Cylindrical labels were prepared with films 1 to 6 such that a coating layer having a height of 180 mm and a circumference of 220 mm was the outer surface.
Using a steam tunnel made by Fuji Astec Inc (model: SH-1500-L), the above label was passed through for 15 seconds, at a first zone temperature of 70 ° C., a second zone temperature of 75 ° C., and a third zone temperature of 82 ° C., and 500 ml It was heat-shrinked and attached to a PET bottle beverage.

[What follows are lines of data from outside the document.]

//! The world model and its containment invariants.

use std::collections::HashMap;

use tracing::debug;

use crate::error::{WorldError, WorldResult};
use crate::flags::{ObjectFlags, RoomFlags, Variable};
use crate::id::{ObjectId, RoomId};
use crate::object::{GameObject, Location};
use crate::player::Player;
use crate::room::Room;
use crate::state::GlobalState;

/// The central world model. Owns every room, object, and the global state.
///
/// Rooms and objects are stored densely and addressed by id; the content keys
/// they were built from are indexed for lookups by name.
#[derive(Debug, Clone)]
pub struct World {
    /// Name of the world, carried into snapshots.
    pub name: String,
    pub(crate) rooms: Vec<Room>,
    pub(crate) objects: Vec<GameObject>,
    /// The player's inventory.
    pub player: Player,
    /// Global flags, counters, score, and position.
    pub state: GlobalState,

    // Indexes
    room_keys: HashMap<String, RoomId>,
    object_keys: HashMap<String, ObjectId>,
}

When put into the vending machine, out of 400 films 1 to 3, no clogging occurred, 5 out of 400 clogged with film 4, and 8 out of 400 clogged with films 5 and 6 .

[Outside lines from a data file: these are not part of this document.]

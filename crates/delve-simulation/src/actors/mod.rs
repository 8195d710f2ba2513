//! The non-player characters of the demo world.

use delve_core::ObjectId;

use crate::combat::{
    BlowOutcome, blow_against_player_message, player_blow_message, player_strength, resolve_blow,
    wound_player,
};
use crate::context::SimContext;
use crate::event::SimEventKind;

/// The thief.
pub mod thief;
/// The troll.
pub mod troll;

pub use thief::Thief;
pub use troll::Troll;

/// `attacker` swings at the player with the given strength.
pub(crate) fn strike_player(ctx: &mut SimContext<'_>, attacker: ObjectId, name: &str, strength: u32) {
    let defense = player_strength(ctx.world);
    let outcome = resolve_blow(strength, defense, &mut *ctx.rng);
    ctx.say(blow_against_player_message(name, outcome));
    ctx.emit(
        SimEventKind::Blow {
            attacker: Some(attacker),
            defender: None,
            outcome,
        },
        format!("the {name} struck the player"),
    );
    if wound_player(ctx.world, outcome) {
        ctx.kill_player(format!("slain by the {name}"));
    }
}

/// Tell the player how their blow against `defender` went.
pub(crate) fn announce_blow(ctx: &mut SimContext<'_>, defender: ObjectId, name: &str, outcome: BlowOutcome) {
    ctx.say(player_blow_message(name, outcome));
    ctx.emit(
        SimEventKind::Blow {
            attacker: None,
            defender: Some(defender),
            outcome,
        },
        format!("the player struck the {name}"),
    );
}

  The heat-shrinkable film of the present invention is excellent in ink adhesion to various types of ink and has excellent detachability with respect to ink of a type that is desorbed with an alkaline aqueous solution. Moreover, since it is excellent also in blocking resistance, since generation | occurrence | production of troubles, such as an opening defect after the label cut at the time of making a film into a label form, can also be suppressed, it is excellent in workability and useful on industrial production. Moreover, it is excellent in slipperiness and can prevent clogging inside the vending machine when used for beverage labels. Therefore, it is very useful as a label for covering containers such as bottled beverages.

Claims (8)

  A sample obtained by cutting a film into a 10 cm × 10 cm square shape was dipped in 95 ° C. warm water for 10 seconds, then dipped in water at 25 ° C. for 10 seconds, and then the heat shrinkage rate in the maximum shrinkage direction was 50% or more, the nitrogen atom content of the outermost layer on one side (first side) of the film is 0.2 to 5.0 atomic%, and the dynamic friction between the other side (second side) of the film The coefficient μd is 0.28 or less, the film is dipped for 20 seconds while shrinking 10% in warm water at 80 ° C. in the maximum shrink direction, and then naturally dried for 24 hours in an atmosphere of 23 ° C. and 65% relative humidity. A heat-shrinkable polyester-based film, wherein the coefficient of dynamic friction μd between the second surfaces of the film is 0.30 or less.   The heat-shrinkable polyester film according to claim 1, wherein the wetting tension on the first surface side of the film is 40 mN / m or more.   The heat-shrinkable polyester film according to claim 1 or 2, wherein the first film sides of the coated film have a peel strength after heat sealing at 75 ° C of 5 N / 15 mm width or less.   The heat-shrinkable polyester film according to any one of claims 1 to 3, wherein the first surface and the second surface of the film can be solvent-bonded with 1,3-dioxolane.   The heat-shrinkable polyester film according to any one of claims 1 to 4, wherein an easy-slip layer is provided as an outermost layer on the second surface side of the film.   The heat-shrinkable polyester film according to claim 5, wherein the easy-slip layer contains a silicone component.   The heat-shrinkable polyester film according to claim 5 or 6, wherein the easy-slip layer is provided by a coating method.   A heat-shrinkable label made from the heat-shrinkable polyester film of claim 1-7.